● Problem to solve
Find the lines below that contain the string "filename". Copy each one.

● Entries supplied
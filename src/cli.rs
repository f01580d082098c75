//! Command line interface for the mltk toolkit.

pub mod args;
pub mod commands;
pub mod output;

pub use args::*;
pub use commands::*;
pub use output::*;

---

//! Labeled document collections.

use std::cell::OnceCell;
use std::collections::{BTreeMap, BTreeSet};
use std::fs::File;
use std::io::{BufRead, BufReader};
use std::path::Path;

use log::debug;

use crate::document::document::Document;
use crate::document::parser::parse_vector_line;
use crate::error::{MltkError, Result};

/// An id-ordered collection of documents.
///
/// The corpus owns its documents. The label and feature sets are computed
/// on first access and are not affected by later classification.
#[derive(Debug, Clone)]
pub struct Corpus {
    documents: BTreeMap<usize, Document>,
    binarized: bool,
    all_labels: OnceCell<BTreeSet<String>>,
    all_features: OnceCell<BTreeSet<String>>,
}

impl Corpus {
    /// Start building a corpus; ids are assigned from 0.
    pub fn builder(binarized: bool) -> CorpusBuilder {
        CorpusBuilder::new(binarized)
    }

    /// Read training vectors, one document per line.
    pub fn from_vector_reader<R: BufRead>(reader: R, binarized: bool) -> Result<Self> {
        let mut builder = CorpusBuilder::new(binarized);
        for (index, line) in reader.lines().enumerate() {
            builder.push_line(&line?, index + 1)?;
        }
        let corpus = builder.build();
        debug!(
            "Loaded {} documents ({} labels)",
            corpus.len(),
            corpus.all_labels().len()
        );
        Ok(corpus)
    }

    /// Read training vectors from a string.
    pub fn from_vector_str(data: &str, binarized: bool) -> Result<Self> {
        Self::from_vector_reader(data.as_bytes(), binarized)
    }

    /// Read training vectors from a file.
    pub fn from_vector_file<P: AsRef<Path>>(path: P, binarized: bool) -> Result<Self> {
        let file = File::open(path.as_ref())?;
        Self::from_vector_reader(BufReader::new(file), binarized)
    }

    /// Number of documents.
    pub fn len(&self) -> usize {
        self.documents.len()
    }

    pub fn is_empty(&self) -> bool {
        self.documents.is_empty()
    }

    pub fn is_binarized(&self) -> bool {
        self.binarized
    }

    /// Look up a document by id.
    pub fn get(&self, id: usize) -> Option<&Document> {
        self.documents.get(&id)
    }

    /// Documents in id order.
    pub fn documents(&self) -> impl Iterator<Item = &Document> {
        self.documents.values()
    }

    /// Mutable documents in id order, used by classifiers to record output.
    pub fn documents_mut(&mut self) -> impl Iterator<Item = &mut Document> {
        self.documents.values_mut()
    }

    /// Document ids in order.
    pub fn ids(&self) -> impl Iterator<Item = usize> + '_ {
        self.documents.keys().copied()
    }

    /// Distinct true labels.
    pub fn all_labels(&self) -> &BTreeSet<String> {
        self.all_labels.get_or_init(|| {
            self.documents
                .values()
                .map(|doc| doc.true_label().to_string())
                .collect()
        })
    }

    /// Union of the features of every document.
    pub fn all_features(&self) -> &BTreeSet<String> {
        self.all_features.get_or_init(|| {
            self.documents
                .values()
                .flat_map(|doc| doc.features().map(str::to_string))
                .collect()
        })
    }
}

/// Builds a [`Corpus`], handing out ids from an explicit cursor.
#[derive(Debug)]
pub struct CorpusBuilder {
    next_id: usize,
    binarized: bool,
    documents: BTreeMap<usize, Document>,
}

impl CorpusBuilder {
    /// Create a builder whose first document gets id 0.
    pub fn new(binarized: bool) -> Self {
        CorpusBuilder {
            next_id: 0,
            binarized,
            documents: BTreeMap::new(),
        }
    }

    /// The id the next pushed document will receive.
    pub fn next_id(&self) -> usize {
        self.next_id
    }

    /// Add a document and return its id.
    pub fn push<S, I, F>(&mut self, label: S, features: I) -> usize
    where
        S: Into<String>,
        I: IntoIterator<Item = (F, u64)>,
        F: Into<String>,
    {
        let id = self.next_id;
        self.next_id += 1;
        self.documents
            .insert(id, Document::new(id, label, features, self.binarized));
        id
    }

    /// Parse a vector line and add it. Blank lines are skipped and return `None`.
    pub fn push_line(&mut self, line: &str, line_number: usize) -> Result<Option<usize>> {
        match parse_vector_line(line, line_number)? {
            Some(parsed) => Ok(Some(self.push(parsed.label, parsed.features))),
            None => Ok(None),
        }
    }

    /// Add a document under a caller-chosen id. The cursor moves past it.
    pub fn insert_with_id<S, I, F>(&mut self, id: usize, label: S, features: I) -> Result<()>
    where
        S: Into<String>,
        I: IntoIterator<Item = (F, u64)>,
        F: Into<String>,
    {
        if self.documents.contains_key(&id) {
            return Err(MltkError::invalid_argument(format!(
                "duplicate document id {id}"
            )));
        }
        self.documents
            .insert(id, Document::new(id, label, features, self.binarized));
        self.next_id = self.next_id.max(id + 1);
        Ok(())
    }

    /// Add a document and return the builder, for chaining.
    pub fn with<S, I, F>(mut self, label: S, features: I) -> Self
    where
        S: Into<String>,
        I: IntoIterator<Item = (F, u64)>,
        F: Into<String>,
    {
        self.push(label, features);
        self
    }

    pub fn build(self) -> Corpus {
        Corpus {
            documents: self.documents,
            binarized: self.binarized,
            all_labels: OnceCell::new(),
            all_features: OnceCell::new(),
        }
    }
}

---

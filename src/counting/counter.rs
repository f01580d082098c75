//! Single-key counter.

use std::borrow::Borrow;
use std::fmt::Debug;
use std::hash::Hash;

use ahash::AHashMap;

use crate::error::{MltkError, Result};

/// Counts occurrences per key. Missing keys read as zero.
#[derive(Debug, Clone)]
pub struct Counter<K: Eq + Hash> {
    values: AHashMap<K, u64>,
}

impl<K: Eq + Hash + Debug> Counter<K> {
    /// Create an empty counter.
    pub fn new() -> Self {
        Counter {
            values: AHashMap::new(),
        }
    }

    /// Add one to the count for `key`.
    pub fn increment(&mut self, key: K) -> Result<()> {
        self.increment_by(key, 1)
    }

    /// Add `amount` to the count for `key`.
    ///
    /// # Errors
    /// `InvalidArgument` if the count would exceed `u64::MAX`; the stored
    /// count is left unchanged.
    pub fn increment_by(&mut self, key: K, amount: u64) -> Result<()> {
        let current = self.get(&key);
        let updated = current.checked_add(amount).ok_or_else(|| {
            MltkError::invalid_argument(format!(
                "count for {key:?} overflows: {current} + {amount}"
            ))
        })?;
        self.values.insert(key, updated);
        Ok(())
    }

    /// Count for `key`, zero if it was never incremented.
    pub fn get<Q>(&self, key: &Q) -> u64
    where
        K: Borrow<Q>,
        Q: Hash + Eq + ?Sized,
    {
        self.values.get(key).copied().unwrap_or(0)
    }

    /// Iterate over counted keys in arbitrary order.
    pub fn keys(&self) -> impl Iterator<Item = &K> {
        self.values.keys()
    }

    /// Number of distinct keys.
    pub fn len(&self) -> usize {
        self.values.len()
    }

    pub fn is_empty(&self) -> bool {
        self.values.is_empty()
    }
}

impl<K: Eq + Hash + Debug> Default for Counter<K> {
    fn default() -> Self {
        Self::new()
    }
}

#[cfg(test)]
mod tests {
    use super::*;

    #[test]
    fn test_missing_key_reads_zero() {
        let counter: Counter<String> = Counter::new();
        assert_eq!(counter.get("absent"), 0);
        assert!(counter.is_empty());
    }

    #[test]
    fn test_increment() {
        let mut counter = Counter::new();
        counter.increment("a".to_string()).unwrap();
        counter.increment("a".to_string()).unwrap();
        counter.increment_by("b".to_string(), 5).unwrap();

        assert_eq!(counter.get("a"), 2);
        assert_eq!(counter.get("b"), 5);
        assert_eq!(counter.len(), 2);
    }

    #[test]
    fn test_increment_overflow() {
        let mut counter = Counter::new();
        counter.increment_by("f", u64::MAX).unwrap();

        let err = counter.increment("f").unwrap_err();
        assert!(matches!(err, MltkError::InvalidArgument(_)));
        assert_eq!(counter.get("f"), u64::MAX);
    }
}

● Solution below
filename src/cli.rs
filename src/counting/counter.rs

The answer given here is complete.